Ferdinand Brun, 83 ans, solitaire, bougon, acariâtre – certains diraient : seul, aigri, méchant –, s’ennuie à ne pas mourir. Son unique passe-temps ? Éviter une armada de voisines aux cheveux couleur pêche, lavande ou abricot. Son plus grand plaisir ? Rendre chèvre la concierge, Mme Suarez, qui joue les petits chefs dans la résidence. Mais lorsque sa chienne prend la poudre d’escampette, le vieil homme perd définitivement goût à la vie… jusqu’au jour où une fillette précoce et une mamie geek de 93 ans forcent littéralement sa porte, et son cœur.
Un livre drôle et rafraîchissant, bon pour le moral, et une véritable cure de bonne humeur !

Mon avis

J’ai acheté ce roman sur un coup de tête, à la gare de Lyon en rentrant d’Ecosse parce que j’avais 1h40 de train à faire et plus rien à lire. (Un drame intersidéral pour moi.) C’est un roman agréable, qui se lit facilement mais qui ne m’a pas transporté. Du tout. Sur la forme, rien à dire mais sur le fond, j’ai vraiment eu l’impression de lire deux fois le même roman. En effet, l’intrigue m’a fait penser très fort à Ma grand-mère vous passe le bonjour de Fredrick Backman ou encore au livre Le vieux qui ne voulait pas souhaiter son anniversaire de Jonas Jonasson. On y retrouve le même petit vieux un peu (beaucoup) aigri, haut en couleurs et qui n’aime vraiment que sa chienne Daisy.  Le même type de rencontre avec un ou plusieurs personnages, ici une petite fille surdouée et une mamie de plus de 90 ans hyper-moderne, qui vont l’aider à changer et à s’ouvrir aux autres. Les personnages sont touchants et certains dialogues vraiment drôles. Mais à choisir je préfère les deux livres précédemment cités. Ce roman ne restera donc pas dans ma bibliothèque.

 «

– Non mais qu’est-ce que tu fais, là ? Je rêve ! Sors de chez moi, gamine. Illico !

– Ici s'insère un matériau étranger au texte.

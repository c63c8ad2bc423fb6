use serde::Serialize;

use crate::level::TileIndex;
use crate::path::PathDraft;
use crate::roster::{FlightId, Responsibility, Roster};

bitflags::bitflags! {
    /// Buttons held during one frame.
    #[derive(Clone, Copy, Debug, Default, PartialEq, Eq, Hash, Serialize)]
    pub struct FrameInput: u16 {
        const UP       = 1 << 0;
        const DOWN     = 1 << 1;
        const LEFT     = 1 << 2;
        const RIGHT    = 1 << 3;
        const CROSS    = 1 << 4;
        const SQUARE   = 1 << 5;
        const TRIANGLE = 1 << 6;
        const CIRCLE   = 1 << 7;
        const L1       = 1 << 8;
        const R1       = 1 << 9;
        const SELECT   = 1 << 10;
        const START    = 1 << 11;
    }
}

/// Keys the unboarding minigame draws its sequence from.
pub const UNBOARDING_KEYS: [FrameInput; 4] = [
    FrameInput::CROSS,
    FrameInput::SQUARE,
    FrameInput::TRIANGLE,
    FrameInput::CIRCLE,
];

/// Edge detection over consecutive frames.
#[derive(Clone, Copy, Debug, Default, Serialize)]
pub struct InputState {
    current: FrameInput,
    previous: FrameInput,
    last_single_pressed: Option<FrameInput>,
}

impl InputState {
    pub fn update(&mut self, frame: FrameInput) {
        self.previous = self.current;
        self.current = frame;
        let fresh = self.current.difference(self.previous);
        if fresh.bits().count_ones() == 1 {
            self.last_single_pressed = Some(fresh);
        }
    }

    #[inline]
    pub fn pressed(&self, button: FrameInput) -> bool {
        self.current.contains(button)
    }

    /// Down this frame, up the frame before.
    #[inline]
    pub fn single_press(&self, button: FrameInput) -> bool {
        self.current.contains(button) && !self.previous.contains(button)
    }

    #[inline]
    pub fn released(&self, button: FrameInput) -> bool {
        self.previous.contains(button) && !self.current.contains(button)
    }

    /// Buttons that went down this frame.
    #[inline]
    pub fn fresh(&self) -> FrameInput {
        self.current.difference(self.previous)
    }

    pub fn last_single_pressed(&self) -> Option<FrameInput> {
        self.last_single_pressed
    }
}

#[derive(Clone, Debug, Default, PartialEq, Eq, Serialize)]
pub enum InteractionMode {
    #[default]
    Idle,
    ShowData,
    SelectRunway {
        flight: FlightId,
        /// Index into the level's runway header list.
        choice: usize,
        invalid: bool,
    },
    SelectPath {
        flight: FlightId,
        draft: PathDraft,
    },
    Unboarding {
        flight: FlightId,
        sequence: Vec<FrameInput>,
        progress: usize,
    },
}

impl InteractionMode {
    pub fn flight(&self) -> Option<FlightId> {
        match self {
            InteractionMode::Idle | InteractionMode::ShowData => None,
            InteractionMode::SelectRunway { flight, .. }
            | InteractionMode::SelectPath { flight, .. }
            | InteractionMode::Unboarding { flight, .. } => Some(*flight),
        }
    }
}

#[derive(Clone, Copy, Debug, Default, PartialEq, Eq, Serialize)]
pub struct Camera {
    /// Flight the camera follows, if any.
    pub locked: Option<FlightId>,
    pub x: i32,
    pub y: i32,
}

/// View state of one participating controller.
#[derive(Clone, Debug, Serialize)]
pub struct Player {
    pub id: u8,
    pub responsibility: Responsibility,
    /// Active flights this player may command, in roster order.
    pub filtered: Vec<FlightId>,
    pub selected: usize,
    pub mode: InteractionMode,
    pub camera: Camera,
    #[serde(skip)]
    pub input: InputState,
    /// Tiles to highlight this frame; recomputed every tick.
    pub highlights: Vec<TileIndex>,
}

impl Player {
    pub fn new(id: u8, responsibility: Responsibility) -> Self {
        Self {
            id,
            responsibility,
            filtered: Vec::new(),
            selected: 0,
            mode: InteractionMode::Idle,
            camera: Camera::default(),
            input: InputState::default(),
            highlights: Vec::new(),
        }
    }

    pub fn selected_flight(&self) -> Option<FlightId> {
        self.filtered.get(self.selected).copied()
    }

    /// Rebuild the list of commandable flights, keeping the current
    /// selection when it is still present.
    pub fn rebuild_filtered(&mut self, roster: &Roster) {
        let previous = self.selected_flight();
        self.filtered.clear();
        self.filtered.extend(
            roster
                .iter()
                .filter(|(_, flight)| {
                    flight.is_active() && self.responsibility.covers(flight.direction)
                })
                .map(|(id, _)| id),
        );
        self.selected = previous
            .and_then(|flight| self.filtered.iter().position(|&id| id == flight))
            .unwrap_or(0);
    }

    pub fn cycle_selection(&mut self, forward: bool) {
        let len = self.filtered.len();
        if len == 0 {
            self.selected = 0;
            return;
        }
        self.selected = if forward {
            (self.selected + 1) % len
        } else {
            (self.selected + len - 1) % len
        };
    }

    /// Drop any mode or camera lock that refers to a retired flight.
    pub fn forget_flight(&mut self, flight: FlightId) {
        if self.mode.flight() == Some(flight) {
            self.mode = InteractionMode::Idle;
        }
        if self.camera.locked == Some(flight) {
            self.camera.locked = None;
        }
    }
}
pub mod aircraft;
pub mod constants;
pub mod controller;
pub mod demo;
pub mod error;
pub mod fixed_arrays;
pub mod fixed_point;
pub mod level;
pub mod path;
pub mod player;
pub mod rng;
pub mod roster;
pub mod schedule;
pub mod session;
pub mod sim;
pub mod timer;

pub use controller::{Controller, IdleController, ScriptedController};
pub use error::{CommandError, LevelError, RuleCode, ScheduleError, ScriptError};
pub use level::{parse_level, serialize_level, Level, LevelBuilder};
pub use schedule::{parse_schedule, Schedule};
pub use session::{run_session, SessionReport};
pub use sim::{
    responsibilities_for, LandingExitRule, Outcome, SimConfig, SimEvent, Simulation,
    WorldSnapshot,
};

-Si je peux me permettre, vous avez une tête d’œuf de Pâques ! Moi, si je devais me suicider, je ne me jetterais pas sous un bus. Trop de risques de se rater, non ?

La mâchoire de Ferdinand s’apprête à lâcher quand la petite enchaîne :

-J’ai apporté des pâtes de fruits. Je me suis dit que ça nous ferait un dessert. Je parie que vous n’avez rien dans votre frigo.

Elle se lève et ponctue son inspection rapide d’un « bingo ! ».  »

Et vous, qu’avez-vous lu ce mois-ci? Un de ces livres vous intéresse-t-il?